Sunday, March 02, 2014

The Christofascists Continue to See Themselves Above the Law

A column in the New York Times by Ross Douthat - a conservative writer who never seems to quite fully grasp that the civil laws should not be intertwined with religious belief or be able to let go of his own Catholic and Pentecostal brainwashing - lays out some of the scenarios that may play out once marriage equality eventually becomes the law of the land.  Though less shrill than the professional Christian class which depends upon the dissemination of anti-gay animus to keep the money coffers full (and themselves living a comfortable lifestyle), Douthat nonetheless cannot see that conservative Christians - the Christofascists, if you will are not the victims of the advancement of gay rights.  They have merely lost much of their power to victimize others without suffering consequences.  It is a very distorted mindset.  Here are excerpts:

IT now seems certain that before too many years elapse, the Supreme Court will be forced to acknowledge the logic of its own jurisprudence on same-sex marriage and redefine marriage to include gay couples in all 50 states.

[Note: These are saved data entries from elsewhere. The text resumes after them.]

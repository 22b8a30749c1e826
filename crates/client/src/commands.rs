//! JSON-lines command protocol.
//!
//! One JSON object per stdin line, tagged by `op`:
//!
//! ```text
//! {"op":"start","difficulty":"easy"}
//! {"op":"join","participant":"u1","name":"Ash","class":"fighter","position":1}
//! {"op":"queue","participant":"u1","ability":"strike","target":"Goblin"}
//! {"op":"confirm","participant":"u1"}
//! {"op":"status"}
//! ```

use anyhow::{Context, Result, anyhow};
use serde::Deserialize;
use serde_json::{Value, json};

use expedition_core::{CharacterClass, Difficulty, GameError};
use expedition_runtime::{EncounterHandle, RuntimeError};

#[derive(Debug, Clone, PartialEq, Eq, Deserialize)]
#[serde(tag = "op", rename_all = "snake_case", deny_unknown_fields)]
pub enum HostCommand {
    Start {
        difficulty: String,
    },
    Join {
        participant: String,
        #[serde(default)]
        name: Option<String>,
        #[serde(default)]
        class: Option<String>,
        #[serde(default)]
        position: Option<u8>,
    },
    Queue {
        participant: String,
        ability: String,
        #[serde(default)]
        target: Option<String>,
    },
    Confirm {
        participant: String,
    },
    Status,
}

impl HostCommand {
    pub fn parse(line: &str) -> Result<Self> {
        serde_json::from_str(line).context("malformed command")
    }

    /// Sends the command and renders the reply as one JSON object.
    /// Rejections are replies, not errors.
    pub async fn dispatch(self, handle: &EncounterHandle) -> Result<Value> {
        let outcome = match self {
            Self::Start { difficulty } => {
                let difficulty: Difficulty = difficulty
                    .parse()
                    .map_err(|_| anyhow!("unknown difficulty '{difficulty}'"))?;
                handle
                    .start_encounter(difficulty)
                    .await
                    .map(|()| json!({ "type": "started", "difficulty": difficulty }))
            }
            Self::Join {
                participant,
                name,
                class,
                position,
            } => {
                let class = class
                    .map(|c| {
                        c.parse::<CharacterClass>()
                            .map_err(|_| anyhow!("unknown class '{c}'"))
                    })
                    .transpose()?;
                let name = name.unwrap_or_else(|| participant.clone());
                handle
                    .join(participant.as_str(), name, class, position)
                    .await
                    .map(|receipt| {
                        json!({
                            "type": "joined",
                            "participant": participant,
                            "position": receipt.position,
                            "late": receipt.late,
                        })
                    })
            }
            Self::Queue {
                participant,
                ability,
                target,
            } => handle
                .queue_action(participant.as_str(), ability, target)
                .await
                .map(|receipt| {
                    json!({
                        "type": "queued",
                        "participant": participant,
                        "ability": receipt.ability,
                        "target": receipt.target,
                    })
                }),
            Self::Confirm { participant } => handle
                .confirm_action(participant.as_str())
                .await
                .map(|receipt| {
                    json!({
                        "type": "confirmed",
                        "participant": participant,
                        "all_confirmed": receipt.all_confirmed,
                    })
                }),
            Self::Status => handle
                .snapshot()
                .await
                .map(|snapshot| json!({ "type": "status", "snapshot": snapshot })),
        };

        match outcome {
            Ok(reply) => Ok(reply),
            Err(err) => render_error(err),
        }
    }
}

fn render_error(err: RuntimeError) -> Result<Value> {
    match err {
        RuntimeError::Rejected(rejection) => Ok(json!({
            "type": "rejected",
            "code": rejection.reason.error_code(),
            "message": rejection.to_string(),
            "participant": rejection.participant,
        })),
        RuntimeError::Start(reason) => Ok(json!({
            "type": "start_failed",
            "code": reason.error_code(),
            "message": reason.to_string(),
        })),
        other => Err(other.into()),
    }
}
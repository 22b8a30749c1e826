//! Worker tasks that back the runtime orchestration.
//!
//! A single encounter worker owns the live [`expedition_core::Encounter`];
//! everything else talks to it through [`Command`]s.

mod encounter;

pub use encounter::{Command, EncounterWorker};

Once this happens, the national debate essentially will be finished, but the country will remain divided, with a substantial minority of Americans, most of them religious, still committed to the older view of marriage.

So what then? One possibility is that this division will recede into the cultural background, with marriage joining the long list of topics on which Americans disagree without making a political issue out of it. 

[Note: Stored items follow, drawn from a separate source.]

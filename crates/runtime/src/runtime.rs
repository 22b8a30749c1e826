//! High-level runtime orchestrator.
//!
//! The runtime owns the encounter worker, wires up command/event channels,
//! and exposes a builder-based API for hosts to drive encounters.

use std::path::PathBuf;
use std::str::FromStr;
use std::sync::Arc;
use std::time::Duration;

use tokio::sync::mpsc;
use tokio::task::JoinHandle;

use expedition_content::ContentPack;
use expedition_core::Encounter;

use crate::api::{EncounterHandle, Result, RuntimeError};
use crate::events::EventBus;
use crate::repository::{InMemoryProfileStore, ProfileStore};
use crate::workers::EncounterWorker;

/// Runtime configuration shared across the orchestrator and worker.
#[derive(Debug, Clone)]
pub struct RuntimeConfig {
    pub command_buffer_size: usize,
    pub event_buffer_size: usize,
    /// How often the worker advances the encounter clock.
    pub tick_interval: Duration,
    /// How long a participant who died stays out of new encounters.
    pub death_lockout: Duration,
    /// Fixed encounter seed; random when unset.
    pub seed: Option<u64>,
    /// Where hosts keep persistent data such as the profile store.
    pub data_dir: Option<PathBuf>,
}

impl Default for RuntimeConfig {
    fn default() -> Self {
        Self {
            command_buffer_size: 32,
            event_buffer_size: 100,
            tick_interval: Duration::from_millis(100),
            death_lockout: Duration::from_secs(30 * 60),
            seed: None,
            data_dir: None,
        }
    }
}

impl RuntimeConfig {
    /// Reads `EXPEDITION_*` variables, keeping the default for anything
    /// unset or unparsable. Buffer sizes and the tick must be non-zero.
    ///
    /// | variable | field |
    /// |---|---|
    /// | `EXPEDITION_COMMAND_BUFFER` | `command_buffer_size` |
    /// | `EXPEDITION_EVENT_BUFFER` | `event_buffer_size` |
    /// | `EXPEDITION_TICK_MS` | `tick_interval` |
    /// | `EXPEDITION_DEATH_LOCKOUT_MINUTES` | `death_lockout` |
    /// | `EXPEDITION_SEED` | `seed` |
    /// | `EXPEDITION_DATA_DIR` | `data_dir` |
    pub fn from_env() -> Self {
        let defaults = Self::default();
        Self {
            command_buffer_size: read_env("EXPEDITION_COMMAND_BUFFER")
                .filter(|size: &usize| *size > 0)
                .unwrap_or(defaults.command_buffer_size),
            event_buffer_size: read_env("EXPEDITION_EVENT_BUFFER")
                .filter(|size: &usize| *size > 0)
                .unwrap_or(defaults.event_buffer_size),
            tick_interval: read_env("EXPEDITION_TICK_MS")
                .filter(|ms: &u64| *ms > 0)
                .map(Duration::from_millis)
                .unwrap_or(defaults.tick_interval),
            death_lockout: read_env("EXPEDITION_DEATH_LOCKOUT_MINUTES")
                .map(|minutes: u64| Duration::from_secs(minutes * 60))
                .unwrap_or(defaults.death_lockout),
            seed: read_env("EXPEDITION_SEED").or(defaults.seed),
            data_dir: read_env("EXPEDITION_DATA_DIR").or(defaults.data_dir),
        }
    }
}

fn read_env<T: FromStr>(key: &str) -> Option<T> {
    let raw = std::env::var(key).ok()?;
    match raw.trim().parse() {
        Ok(value) => Some(value),
        Err(_) => {
            tracing::warn!(target: "runtime::config", key, value = %raw, "ignoring unparsable value");
            None
        }
    }
}

/// Main runtime that hosts one encounter at a time
///
/// Design: Runtime owns the worker task. [`EncounterHandle`] provides a
/// cloneable façade for command sources.
pub struct Runtime {
    handle: EncounterHandle,
    worker_handle: JoinHandle<()>,
}

impl Runtime {
    /// Create a new runtime builder
    pub fn builder() -> RuntimeBuilder {
        RuntimeBuilder::new()
    }

    /// Get a cloneable handle to this runtime
    pub fn handle(&self) -> EncounterHandle {
        self.handle.clone()
    }

    /// Stop the worker and wait for it to exit.
    pub async fn shutdown(self) -> Result<()> {
        match self.handle.shutdown().await {
            // Already stopped through another handle.
            Ok(()) | Err(RuntimeError::CommandChannelClosed) => {}
            Err(e) => return Err(e),
        }
        drop(self.handle);

        self.worker_handle.await.map_err(RuntimeError::WorkerJoin)
    }
}

/// Builder for [`Runtime`] with flexible configuration.
pub struct RuntimeBuilder {
    config: RuntimeConfig,
    content: Option<ContentPack>,
    store: Option<Arc<dyn ProfileStore>>,
}

impl RuntimeBuilder {
    fn new() -> Self {
        Self {
            config: RuntimeConfig::default(),
            content: None,
            store: None,
        }
    }

    /// Override runtime configuration
    pub fn config(mut self, config: RuntimeConfig) -> Self {
        self.config = config;
        self
    }

    /// Set the required content pack (abilities, bestiary, combat config)
    pub fn content(mut self, content: ContentPack) -> Self {
        self.content = Some(content);
        self
    }

    /// Set the profile store. Defaults to an in-memory store.
    pub fn store(mut self, store: Arc<dyn ProfileStore>) -> Self {
        self.store = Some(store);
        self
    }

    /// Build the runtime and spawn its worker. Must be called from within a
    /// tokio runtime.
    pub fn build(self) -> Result<Runtime> {
        let content = self.content.ok_or(RuntimeError::MissingContent)?;
        let store = self
            .store
            .unwrap_or_else(|| Arc::new(InMemoryProfileStore::new()));
        let seed = self.config.seed.unwrap_or_else(rand::random);
        let encounter = Encounter::new(content.config.clone(), seed)?;

        // Zero-capacity channels panic in tokio.
        let (command_tx, command_rx) = mpsc::channel(self.config.command_buffer_size.max(1));
        let event_bus = EventBus::with_capacity(self.config.event_buffer_size);
        let death_lockout = chrono::Duration::from_std(self.config.death_lockout)
            .unwrap_or_else(|_| chrono::Duration::minutes(30));

        let worker = EncounterWorker::new(
            encounter,
            Arc::new(content),
            store,
            command_rx,
            event_bus.clone(),
            self.config.tick_interval,
            death_lockout,
        );
        let worker_handle = tokio::spawn(worker.run());

        tracing::info!(
            target: "runtime::worker",
            seed,
            tick_ms = self.config.tick_interval.as_millis() as u64,
            "runtime started"
        );

        Ok(Runtime {
            handle: EncounterHandle::new(command_tx, event_bus),
            worker_handle,
        })
    }
}

#[cfg(test)]
mod tests {
    use super::*;

    #[test]
    fn defaults_match_documented_values() {
        let config = RuntimeConfig::default();
        assert_eq!(config.command_buffer_size, 32);
        assert_eq!(config.event_buffer_size, 100);
        assert_eq!(config.tick_interval, Duration::from_millis(100));
        assert_eq!(config.death_lockout, Duration::from_secs(1800));
    }

    #[test]
    fn read_env_ignores_garbage() {
        // Unique key so parallel tests never collide.
        let key = "EXPEDITION_TEST_READ_ENV_GARBAGE";
        unsafe { std::env::set_var(key, "not-a-number") };
        assert_eq!(read_env::<u64>(key), None);
        unsafe { std::env::set_var(key, " 42 ") };
        assert_eq!(read_env::<u64>(key), Some(42));
        unsafe { std::env::remove_var(key) };
    }

    #[test]
    fn zero_buffer_sizes_fall_back_to_defaults() {
        unsafe {
            std::env::set_var("EXPEDITION_COMMAND_BUFFER", "0");
            std::env::set_var("EXPEDITION_EVENT_BUFFER", "0");
        }
        let config = RuntimeConfig::from_env();
        unsafe {
            std::env::remove_var("EXPEDITION_COMMAND_BUFFER");
            std::env::remove_var("EXPEDITION_EVENT_BUFFER");
        }

        assert_eq!(config.command_buffer_size, 32);
        assert_eq!(config.event_buffer_size, 100);
    }

    #[tokio::test]
    async fn zero_buffers_in_code_still_build() {
        let content = expedition_content::ContentFactory::embedded().unwrap();
        let runtime = Runtime::builder()
            .config(RuntimeConfig {
                command_buffer_size: 0,
                event_buffer_size: 0,
                seed: Some(1),
                ..RuntimeConfig::default()
            })
            .content(content)
            .build()
            .unwrap();

        let snapshot = runtime.handle().snapshot().await.unwrap();
        assert_eq!(snapshot.phase, expedition_core::EncounterPhase::Idle);
        runtime.shutdown().await.unwrap();
    }
}
use std::collections::BTreeMap;

use crate::resolve::ActionOutcome;
use crate::state::ParticipantId;

#[derive(Clone, Copy, Debug, Default, PartialEq, Eq)]
pub struct ParticipantStats {
    pub actions: u32,
    pub damage_dealt: i64,
    pub healing_done: i64,
}

/// Running totals for one encounter.
#[derive(Clone, Debug, Default)]
pub struct EncounterStats {
    pub enemies_defeated: u32,
    /// Coin drops rolled for defeated enemies, shared by the party at the end.
    pub loot_coins: u64,
    pub loot_experience: u64,
    pub waves_cleared: usize,
    participants: BTreeMap<ParticipantId, ParticipantStats>,
}

impl EncounterStats {
    pub fn record_action(&mut self, participant: &ParticipantId, outcome: &ActionOutcome) {
        let entry = self.participants.entry(participant.clone()).or_default();
        entry.actions += 1;
        entry.damage_dealt += i64::from(outcome.damage_dealt());
        entry.healing_done += i64::from(outcome.healing_done());
    }

    pub fn participant(&self, participant: &ParticipantId) -> ParticipantStats {
        self.participants
            .get(participant)
            .copied()
            .unwrap_or_default()
    }
}
//! Content factory for building a [`ContentPack`] from data files.

use std::path::{Path, PathBuf};

use anyhow::Context;
use expedition_core::{AbilityCatalog, AbilityDefinition, Bestiary, CombatConfig};

use crate::ContentPack;
use crate::loaders::{AbilityLoader, BestiaryLoader, ConfigLoader, LoadResult};

const EMBEDDED_ABILITIES: &str = include_str!("../../data/abilities.ron");
const EMBEDDED_BESTIARY: &str = include_str!("../../data/bestiary.ron");
const EMBEDDED_CONFIG: &str = include_str!("../../data/config.toml");

/// Content factory that loads all game content from a data directory.
///
/// # Directory Structure
///
/// ```text
/// data_dir/
/// ├── config.toml      (optional, defaults apply when absent)
/// ├── abilities.ron
/// └── bestiary.ron
/// ```
pub struct ContentFactory {
    data_dir: PathBuf,
}

impl ContentFactory {
    pub fn new(data_dir: impl Into<PathBuf>) -> Self {
        Self {
            data_dir: data_dir.into(),
        }
    }

    /// The content pack compiled into the binary.
    pub fn embedded() -> LoadResult<ContentPack> {
        let abilities = AbilityLoader::parse(EMBEDDED_ABILITIES).context("embedded abilities")?;
        let bestiary = BestiaryLoader::parse(EMBEDDED_BESTIARY).context("embedded bestiary")?;
        let config = ConfigLoader::parse(EMBEDDED_CONFIG).context("embedded config")?;
        Ok(assemble(abilities, bestiary, config))
    }

    /// Load combat tuning from `config.toml`, falling back to defaults when
    /// the file does not exist.
    pub fn load_config(&self) -> LoadResult<CombatConfig> {
        let path = self.data_dir.join("config.toml");
        if !path.exists() {
            tracing::debug!(
                target: "content::factory",
                path = %path.display(),
                "no config file; using defaults"
            );
            return Ok(CombatConfig::default());
        }
        ConfigLoader::load(&path)
    }

    pub fn load_abilities(&self) -> LoadResult<Vec<AbilityDefinition>> {
        AbilityLoader::load(&self.data_dir.join("abilities.ron"))
    }

    pub fn load_bestiary(&self) -> LoadResult<Bestiary> {
        BestiaryLoader::load(&self.data_dir.join("bestiary.ron"))
    }

    pub fn load_all(&self) -> LoadResult<ContentPack> {
        let abilities = self.load_abilities()?;
        let bestiary = self.load_bestiary()?;
        let config = self.load_config()?;
        tracing::info!(
            target: "content::factory",
            dir = %self.data_dir.display(),
            abilities = abilities.len(),
            enemies = bestiary.enemies().len(),
            "content loaded"
        );
        Ok(assemble(abilities, bestiary, config))
    }

    pub fn data_dir(&self) -> &Path {
        &self.data_dir
    }
}

fn assemble(
    abilities: Vec<AbilityDefinition>,
    bestiary: Bestiary,
    config: CombatConfig,
) -> ContentPack {
    BestiaryLoader::check_abilities(&bestiary, &abilities);
    ContentPack {
        abilities: AbilityCatalog::from_definitions(abilities),
        bestiary,
        config,
    }
}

In this scenario, religious conservatives would essentially be left to promote their view of wedlock within their own institutions, as a kind of dissenting subculture emphasizing gender differences and procreation, while the wider culture declares that love and commitment are enough to make a marriage. 

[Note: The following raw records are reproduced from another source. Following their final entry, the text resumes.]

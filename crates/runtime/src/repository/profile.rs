//! Persisted profile record and writeback application.

use chrono::{DateTime, Duration, Utc};
use serde::{Deserialize, Serialize};

use expedition_core::{
    CharacterClass, ParticipantId, ParticipantProfile, ProfileWriteback, StoredResources,
};

/// Everything the runtime keeps about a participant between encounters.
#[derive(Clone, Debug, PartialEq, Serialize, Deserialize)]
pub struct StoredProfile {
    pub profile: ParticipantProfile,
    #[serde(default)]
    pub coins: u64,
    #[serde(default)]
    pub experience: u64,
    /// Set on death; joins are refused until it passes.
    #[serde(default)]
    pub locked_until: Option<DateTime<Utc>>,
    /// Key of the last encounter whose reward was credited.
    #[serde(default)]
    pub rewarded_encounter: Option<u64>,
}

impl StoredProfile {
    pub fn new(profile: ParticipantProfile) -> Self {
        Self {
            profile,
            coins: 0,
            experience: 0,
            locked_until: None,
            rewarded_encounter: None,
        }
    }

    /// A fresh level-1 character.
    pub fn fresh(
        id: impl Into<ParticipantId>,
        display_name: impl Into<String>,
        class: CharacterClass,
    ) -> Self {
        Self::new(ParticipantProfile::new(id, display_name, class))
    }

    pub fn id(&self) -> &ParticipantId {
        &self.profile.id
    }

    /// Time left on the death lockout, if any.
    pub fn lockout_remaining(&self, now: DateTime<Utc>) -> Option<Duration> {
        self.locked_until
            .filter(|until| *until > now)
            .map(|until| until - now)
    }

    /// Applies one writeback from the encounter.
    ///
    /// Applying the same writeback twice leaves the profile unchanged: the
    /// reward is credited once per encounter key and an active lockout is
    /// never extended.
    pub fn apply_writeback(
        &mut self,
        writeback: &ProfileWriteback,
        encounter: u64,
        now: DateTime<Utc>,
        lockout: Duration,
    ) {
        if writeback.died {
            // Death wipes in-combat state; the character returns at full health.
            self.profile.health = None;
            self.profile.resources = StoredResources::default();
            if self.lockout_remaining(now).is_none() {
                self.locked_until = Some(now + lockout);
            }
        } else {
            self.profile.health = Some(writeback.health);
            self.profile.resources = writeback.resources;
        }

        if let Some(reward) = writeback.reward
            && self.rewarded_encounter != Some(encounter)
        {
            self.coins += u64::from(reward.coins);
            self.experience += u64::from(reward.experience);
            self.rewarded_encounter = Some(encounter);
        }
    }
}

#[cfg(test)]
mod tests {
    use super::*;
    use expedition_core::{FighterStance, Reward};

    fn writeback(died: bool, reward: Option<Reward>) -> ProfileWriteback {
        ProfileWriteback {
            participant: ParticipantId::new("u1"),
            health: if died { 0 } else { 42 },
            resources: StoredResources {
                stance: FighterStance::Aggressive,
                ..StoredResources::default()
            },
            died,
            reward,
        }
    }

    #[test]
    fn survivor_keeps_health_and_resources() {
        let mut stored = StoredProfile::fresh("u1", "Ash", CharacterClass::Fighter);
        let now = Utc::now();

        stored.apply_writeback(&writeback(false, None), 1, now, Duration::minutes(30));

        assert_eq!(stored.profile.health, Some(42));
        assert_eq!(stored.profile.resources.stance, FighterStance::Aggressive);
        assert!(stored.lockout_remaining(now).is_none());
    }

    #[test]
    fn death_stamps_lockout_once() {
        let mut stored = StoredProfile::fresh("u1", "Ash", CharacterClass::Fighter);
        let now = Utc::now();
        let lockout = Duration::minutes(30);

        stored.apply_writeback(&writeback(true, None), 1, now, lockout);
        let first = stored.locked_until;
        stored.apply_writeback(&writeback(true, None), 1, now + Duration::minutes(5), lockout);

        assert_eq!(stored.locked_until, first);
        assert_eq!(stored.profile.health, None);
        assert_eq!(stored.profile.resources, StoredResources::default());
        assert!(stored.lockout_remaining(now + Duration::minutes(31)).is_none());
    }

    #[test]
    fn reward_is_credited_once_per_encounter() {
        let mut stored = StoredProfile::fresh("u1", "Ash", CharacterClass::Fighter);
        let now = Utc::now();
        let reward = Some(Reward {
            coins: 20,
            experience: 35,
        });

        stored.apply_writeback(&writeback(false, reward), 3, now, Duration::zero());
        stored.apply_writeback(&writeback(false, reward), 3, now, Duration::zero());
        assert_eq!((stored.coins, stored.experience), (20, 35));

        stored.apply_writeback(&writeback(false, reward), 4, now, Duration::zero());
        assert_eq!((stored.coins, stored.experience), (40, 70));
    }

    #[test]
    fn keys_are_compared_not_ordered() {
        let mut stored = StoredProfile::fresh("u1", "Ash", CharacterClass::Fighter);
        let now = Utc::now();
        let reward = Some(Reward {
            coins: 5,
            experience: 8,
        });

        stored.apply_writeback(&writeback(false, reward), u64::MAX, now, Duration::zero());
        stored.apply_writeback(&writeback(false, reward), 0, now, Duration::zero());

        assert_eq!((stored.coins, stored.experience), (10, 16));
        assert_eq!(stored.rewarded_encounter, Some(0));
    }
}
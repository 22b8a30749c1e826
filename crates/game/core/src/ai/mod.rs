//! Enemy decision making.
//!
//! Enemies pick from their ability list with a fixed priority rule and
//! per-ability cooldowns. Role-aware targeting (low health, backline, AOE)
//! plugs in here once roles carry behaviour.
mod enemy;

pub use enemy::{EnemyDecision, EnemyDecisionProcedure, EnemyIdleReason};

But there’s another possibility, in which the oft-invoked analogy between opposition to gay marriage and support for segregation in the 1960s South is pushed to its logical public-policy conclusion. In this scenario, the unwilling photographer or caterer would be treated like the proprietor of a segregated lunch counter, and face fines or lose his business — which is the intent of recent legal actions against a wedding photographer in New Mexico, a florist in Washington State, and a baker in Colorado.

Meanwhile, pressure would be brought to bear wherever the religious subculture brushed up against state power. Religious-affiliated adoption agencies would be closed if they declined to place children with same-sex couples. (This has happened in Massachusetts and Illinois.) Organizations and businesses that promoted the older definition of marriage would face constant procedural harassment, along the lines suggested by the mayors who battled with Chick-fil-A. And, eventually, religious schools and colleges would receive the same treatment as racist holdouts like Bob Jones University, losing access to public funds and seeing their tax-exempt status revoked

In the past, this constant-pressure scenario has seemed the less-likely one, since Americans are better at agreeing to disagree than the culture war would suggest. But it feels a little bit more likely after last week’s “debate” in Arizona, over a bill that was designed to clarify whether existing religious freedom protections can be invoked by defendants like the florist or the photographer.

Allegedly sensible centrists compared the bill’s supporters to segregationist politicians, liberals invoked the Bob Jones precedent to dismiss religious-liberty concerns, and Republican politicians behaved as though the law had been written by David Duke.

What makes this response particularly instructive is that such bills have been seen, in the past, as a way for religious conservatives to negotiate surrender — to accept same-sex marriage’s inevitability while carving out protections for dissent. But now, apparently, the official line is that you bigots don’t get to negotiate anymore.

Already, my fellow Christians are divided over these issues, and we’ll be more divided the more pressure we face. The conjugal, male-female view of marriage is too theologically rooted to disappear, but its remaining adherents can be marginalized, set against one other, and encouraged to conform.

I am being descriptive here, rather than self-pitying. Christians had plenty of opportunities — thousands of years’ worth — to treat gay people with real charity, and far too often chose intolerance. (And still do, in many instances and places.) So being marginalized, being sued, losing tax-exempt status — this will be uncomfortable, but we should keep perspective and remember our sins, and nobody should call it persecution.

At least Douthat doesn't claim Christians are being persecuted the way far too many of the Christofascists are currently claiming.   And he does admit that the" godly folk" may have brought this state of affairs on themselves through their past sins.  Yet, he remains too sympathetic to those who have mistreated others for centuries.  Oh, and as for the adoption agencies that Douthat cites, they closed voluntarily rather than deal with gays and lesbians.  The state of Massachusetts did not close them.  Ditto in Illinois and also in Washington, DC.  They preferred to close rather than treat all citizens equally.  That is hardly what I would call as persecution or state pressure.